Analyst in American National Government
Government and Finance Division

Richard M. Nunno

Analyst in Information Technologies
Resources, Science, and Industry Division

Updated January 16, 2001

Summary

Among the many issues in the ongoing, national discussion about the Internet is its use in the voting process. Because voting determines who runs the government and entails two absolute requirements--the secret ballot and security from fraud--the stakes are higher than for many other transactions routinely conducted via the internet. Public confidence about Internet security is increasing, but many feel that voting online requires a degree of security from fraud beyond the current standard for everyday internet use.

Aside from voting issues, observers often refer to a "digital divide" that exists between those who have access to computers and the Internet (and the skills to use it) and those who do not. While Internet access is increasing, estimates show that those with higher incomes and education levels are more likely to have Internet access, and black and Hispanic access lags behind that of whites. Also part of the debate are issues concerning political tradition, public confidence in Internet voting, and equal access to the ballot. Proponents of internet voting suggest it could increase turnout, particularly among younger voters who are familiar with internet technology. In the meantime, several experiments with Internet voting in public elections have taken place this election year and more are likely in the future as the technology for online voting evolves. This report will be updated to reflect new developments.

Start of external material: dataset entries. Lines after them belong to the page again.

// SPDX-License-Identifier: Apache-2.0 OR MIT
// Copyright (c) 2025-2026 naskel.com

//! Reassembly Benchmark
//!
//! Measures the per-frame cost of turning a batch of module packets into a
//! tile, for the Jungfrau layout and the Eiger layout at each bit depth.
//! No sockets are involved; packets are pre-encoded in memory.

#![allow(clippy::uninlined_format_args)]
#![allow(clippy::cast_possible_truncation)]

use criterion::{criterion_group, criterion_main, BenchmarkId, Criterion, Throughput};
use std::hint::black_box as bb;
use stdaq::{FrameReassembler, FrameView, PacketLayout};

/// Encode `n_frames` consecutive complete frames.
fn encode_frames(layout: &PacketLayout, n_frames: u64) -> Vec<Vec<u8>> {
    let payload = vec![0xA5u8; layout.payload_bytes];
    let mut packets = Vec::with_capacity(n_frames as usize * layout.packets_per_frame as usize);
    for frame in 1..=n_frames {
        for seq in 0..layout.packets_per_frame {
            let mut out = Vec::new();
            layout.encode(&mut out, frame, seq, frame, &payload);
            packets.push(out);
        }
    }
    packets
}

fn bench_layouts(c: &mut Criterion) {
    let mut group = c.benchmark_group("reassembly_by_layout");

    let layouts = [
        ("jungfrau", PacketLayout::jungfrau()),
        ("eiger4", PacketLayout::eiger(4)),
        ("eiger16", PacketLayout::eiger(16)),
        ("eiger32", PacketLayout::eiger(32)),
    ];

    for (name, layout) in layouts {
        let packets = encode_frames(&layout, 8);
        group.throughput(Throughput::Bytes((layout.frame_bytes() * 8) as u64));
        group.bench_with_input(BenchmarkId::from_parameter(name), &packets, |b, packets| {
            b.iter(|| {
                let mut reassembler = FrameReassembler::new(layout, 0);
                let mut frames = 0u64;
                let mut sink = |frame: FrameView<'_>| {
                    bb(frame.data);
                    frames += 1;
                };
                reassembler.process_batch(packets.iter().map(Vec::as_slice), &mut sink);
                bb(frames)
            });
        });
    }

    group.finish();
}

fn bench_packet_loss(c: &mut Criterion) {
    let mut group = c.benchmark_group("reassembly_with_loss");
    let layout = PacketLayout::jungfrau();
    let all = encode_frames(&layout, 8);

    for drop_every in [0usize, 64, 8] {
        let packets: Vec<_> = all
            .iter()
            .enumerate()
            .filter(|(i, _)| drop_every == 0 || i % drop_every != 1)
            .map(|(_, p)| p.clone())
            .collect();

        group.bench_with_input(BenchmarkId::from_parameter(drop_every), &packets, |b, packets| {
            b.iter(|| {
                let mut reassembler = FrameReassembler::new(layout, 0);
                let mut missing = 0u64;
                let mut sink = |frame: FrameView<'_>| {
                    missing += frame.meta.n_missing_packets;
                };
                reassembler.process_batch(packets.iter().map(Vec::as_slice), &mut sink);
                reassembler.flush(&mut sink);
                bb(missing)
            });
        });
    }

    group.finish();
}

criterion_group!(benches, bench_layouts, bench_packet_loss);
criterion_main!(benches);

Overview. As computer ownership increased in the early 1990s, the Internet introduced the concept of electronic democracy to a wide audience. By 1996, the national parties and scores of candidates maintained websites to disseminate information, attract donors and volunteers, and communicate directly with supporters. As an ever larger segment of the population uses the Internet to conduct business, find news, pursue leisure activities, and so on, the potential to use it for more than campaign purposes--to conduct elections-- has become part of the discussion of applying technology to the democratic process. Electing officeholders via the Internet requires a level of security from fraud beyond what exists with current online use, according to many observers. (1) For example, credit card fraud on the Internet, "is recognized at the level of 10% of all transactions," according to one estimate. (2) Such a level of potential fraud in an election would undermine its legitimacy, which depends on a fair and accurate count of the ballots cast. An Internet voting system, even one used on a limited basis in conjunction with traditional voting methods, needs to be at least as secure as current voting methods in its ability to safeguard a voter's identity and provide an accurate vote count.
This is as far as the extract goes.